RUN --mount=type=cache,target=/root/.cache/pnpm \
echo "only-built-dependencies[]=agent-browser" > /root/.npmrc && \
pnpm install -g \
"@anthropic-ai/claude-code@${CLAUDE_CODE_VERSION}" \
"@openai/codex@${CODEX_VERSION}" \
"agent-browser@${AGENT_BROWSER_VERSION}" \
"vercel@${VERCEL_VERSION}"
# ---- agent-runner ------------------------------------------------------------
WORKDIR /app
# Copy manifest + lockfile first so the install layer caches independently of
# source edits.
COPY agent-runner/package.json agent-runner/bun.lock ./
RUN --mount=type=cache,target=/root/.bun/install/cache \
bun install --frozen-lockfile
# Source. Bun runs TS directly — no tsc build step.
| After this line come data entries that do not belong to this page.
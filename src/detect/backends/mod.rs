//! Detector backends.

pub mod stub;
#[cfg(feature = "backend-tract")]
pub mod tract;

pub use stub::StubBackend;
#[cfg(feature = "backend-tract")]
pub use tract::TractBackend;
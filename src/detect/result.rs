/// Axis-aligned bounding box in pixel coordinates of the source frame.
#[derive(Clone, Copy, Debug, PartialEq)]
pub struct BoxRect {
    pub x: i32,
    pub y: i32,
    pub w: u32,
    pub h: u32,
}

/// One detected object in one frame.
///
/// Detections carry no cross-frame identity: frame N's "person" has no
/// correspondence to frame N-1's.
#[derive(Clone, Debug, PartialEq)]
pub struct Detection {
    pub label: String,
    /// Model confidence in [0, 1].
    pub confidence: f32,
    pub rect: BoxRect,
}

impl Detection {
    pub fn new(label: impl Into<String>, confidence: f32, rect: BoxRect) -> Self {
        Self {
            label: label.into(),
            confidence,
            rect,
        }
    }
}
The host remounts this
# path at runtime via `src/container-runner.ts` so source edits on the host
# take effect without rebuilding the image; the baked copy is the fallback.
COPY agent-runner/ ./
# ---- Entrypoint --------------------------------------------------------------
COPY entrypoint.sh /app/entrypoint.sh
RUN chmod +x /app/entrypoint.sh
# ---- Workspace + permissions -------------------------------------------------
RUN mkdir -p /workspace/group /workspace/global /workspace/extra && \
chown -R node:node /workspace && \
chmod 755 /home/node
USER node
WORKDIR /workspace/group
# tini is PID 1, reaps zombies, forwards signals cleanly. entrypoint.sh does
# `exec bun ...` so bun runs as tini's direct child.
ENTRYPOINT ["/usr/bin/tini", "--", "/app/entrypoint.sh"]